Tonal brightness research One graduate student with whom Boring developed a student-professor relationship similar to the one Boring had had with
Titchener was
Stanley Smith Stevens. The question that Stevens and Boring researched was concerning the bright and dull tones that could be produced with a siren when the holes were appropriately spaced, hypothesizing that brightness varies with both the intensity and the frequency of the pitch. Boring and fellow researcher A. H. Holway hypothesized that the Moon appears larger on the horizon because the eyes view it directly at a leveled position, while the Moon overhead appears smaller because the eyes must look up. Boring later resigned from
Harvard University in 1949 and in that same year published the second edition of
A History of Experimental Psychology where he brought the text up to date on advancements in the field of psychology. Boring describes the standard procedure men undergo to achieve prestige in their career: a man must receive a PhD, conduct meaningful research that gets published, and undertake administrative work. If work is done well enough to impress their boss, men are likely to be promoted to higher positions and work in broader tasks such as publishing books, or becoming a dean or college president, allowing them to influence a wider range of people. It was the pursuit of prestige at higher positions that women lacked, largely because they were blocked from the higher-level jobs in the first place.
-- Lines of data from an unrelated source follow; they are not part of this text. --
//! Selector predicates.
//!
//! A [`NodeSelector`] is turned into a [`ResourcePredicate`] once, when the
//! node watcher is built. Exactly one strategy is active, by precedence:
//! name, owner, labels, then nothing.

use cluster_client::ResourceQuery;
use diagram_config::{LabelSelector, LabelSelectorRequirement, NodeSelector, SelectorOperator};
use kube::api::{DynamicObject, GroupVersionKind, ResourceExt};
use std::collections::BTreeMap;

/// Which resources of the selected kind belong to a node
#[derive(Debug, Clone, PartialEq, Eq)]
pub enum ResourcePredicate {
    /// Exact name, optionally restricted to a namespace
    Name {
        /// Resource name
        name: String,
        /// Namespace, any when `None`
        namespace: Option<String>,
    },
    /// Resources whose controller owner reference matches
    Owner {
        /// `apiVersion` of the owner
        api_version: String,
        /// Kind of the owner
        kind: String,
        /// Name of the owner
        name: String,
        /// Namespace, any when `None`
        namespace: Option<String>,
    },
    /// Resources matching a label selector
    Labels {
        /// Selector to match
        selector: LabelSelector,
        /// Namespace, any when `None`
        namespace: Option<String>,
    },
    /// Selects nothing
    Nothing,
}

impl ResourcePredicate {
    /// Build the predicate for a selector.
    ///
    /// An owner with an empty name and an empty label selector do not count
    /// as a strategy.
    pub fn from_selector(selector: &NodeSelector) -> Self {
        let namespace = selector.namespace.clone().filter(|ns| !ns.is_empty());

        if let Some(name) = selector.name.as_ref().filter(|n| !n.is_empty()) {
            return ResourcePredicate::Name {
                name: name.clone(),
                namespace,
            };
        }
        if let Some(owner) = selector.owner.as_ref().filter(|o| !o.name.is_empty()) {
            return ResourcePredicate::Owner {
                api_version: owner.gvk.api_version(),
                kind: owner.gvk.kind.clone(),
                name: owner.name.clone(),
                namespace,
            };
        }
        if let Some(labels) = selector.label_selector.as_ref().filter(|l| !l.is_empty()) {
            return ResourcePredicate::Labels {
                selector: labels.clone(),
                namespace,
            };
        }
        ResourcePredicate::Nothing
    }

    /// Whether a resource belongs to the node
    pub fn matches(&self, obj: &DynamicObject) -> bool {
        match self {
            ResourcePredicate::Name { name, namespace } => {
                in_namespace(namespace.as_deref(), obj) && obj.name_any() == *name
            }
            ResourcePredicate::Owner {
                api_version,
                kind,
                name,
                namespace,
            } => {
                in_namespace(namespace.as_deref(), obj)
                    && obj.owner_references().iter().any(|owner| {
                        owner.controller == Some(true)
                            && owner.api_version == *api_version
                            && owner.kind == *kind
                            && owner.name == *name
                    })
            }
            ResourcePredicate::Labels {
                selector,
                namespace,
            } => in_namespace(namespace.as_deref(), obj) && label_matches(selector, obj.labels()),
            ResourcePredicate::Nothing => false,
        }
    }

    /// The watch to open for this predicate; `None` for [`ResourcePredicate::Nothing`].
    ///
    /// Name and label strategies are filtered server side. Owner references
    /// cannot be, so owner watches list the whole kind and rely on
    /// [`ResourcePredicate::matches`].
    pub fn query(&self, gvk: GroupVersionKind) -> Option<ResourceQuery> {
        let (query, namespace) = match self {
            ResourcePredicate::Name { name, namespace } => (
                ResourceQuery::new(gvk).fields(format!("metadata.name={name}")),
                namespace,
            ),
            ResourcePredicate::Owner { namespace, .. } => (ResourceQuery::new(gvk), namespace),
            ResourcePredicate::Labels {
                selector,
                namespace,
            } => (
                ResourceQuery::new(gvk).labels(format_label_selector(selector)),
                namespace,
            ),
            ResourcePredicate::Nothing => return None,
        };
        Some(match namespace {
            Some(ns) => query.namespace(ns.clone()),
            None => query,
        })
    }
}

fn in_namespace(namespace: Option<&str>, obj: &DynamicObject) -> bool {
    match namespace {
        Some(ns) => obj.metadata.namespace.as_deref() == Some(ns),
        None => true,
    }
}

/// Evaluate a label selector against a label set
pub fn label_matches(selector: &LabelSelector, labels: &BTreeMap<String, String>) -> bool {
    selector
        .match_labels
        .iter()
        .all(|(key, value)| labels.get(key) == Some(value))
        && selector
            .match_expressions
            .iter()
            .all(|req| requirement_matches(req, labels))
}

fn requirement_matches(req: &LabelSelectorRequirement, labels: &BTreeMap<String, String>) -> bool {
    let value = labels.get(&req.key);
    match req.operator {
        SelectorOperator::In => value.is_some_and(|v| req.values.contains(v)),
        SelectorOperator::NotIn => value.is_none_or(|v| !req.values.contains(v)),
        SelectorOperator::Exists => value.is_some(),
        SelectorOperator::DoesNotExist => value.is_none(),
    }
}

/// Render a label selector in the API server's string syntax,
/// e.g. `app=payments,tier in (a,b),!legacy`
pub fn format_label_selector(selector: &LabelSelector) -> String {
    let labels = selector
        .match_labels
        .iter()
        .map(|(key, value)| format!("{key}={value}"));
    let expressions = selector.match_expressions.iter().map(|req| match req.operator {
        SelectorOperator::In => format!("{} in ({})", req.key, req.values.join(",")),
        SelectorOperator::NotIn => format!("{} notin ({})", req.key, req.values.join(",")),
        SelectorOperator::Exists => req.key.clone(),
        SelectorOperator::DoesNotExist => format!("!{}", req.key),
    });
    labels.chain(expressions).collect::<Vec<_>>().join(",")
}

#[cfg(test)]
#[path = "selector_test.rs"]
mod tests;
Psychology One, 1956 Boring appeared on
Psychology One, which was the first publicly televised introductory psychology course that aired in 1956. The program was designed to introduce psychology to the general public and provided an entertaining but insightful form of instruction. Among the topics Boring discussed on the show were the physics of sensations such as light and sound, the structures of sense organs, perceptual constancy and illusions and learning.
Psychologist at Large: Autobiography, 1961 In 1961 Boring published a text about his career and life experiences. The book was titled
Psychologist at Large: an Autobiography and Selected Essays. It was the extension of a chapter written previously for the series he had edited since 1930,
A History of Psychology in Autobiography, which at that time was four volumes and contained autobiographical narratives by 58 eminent psychologists.
Psychologist at Large was Boring's last book to be published.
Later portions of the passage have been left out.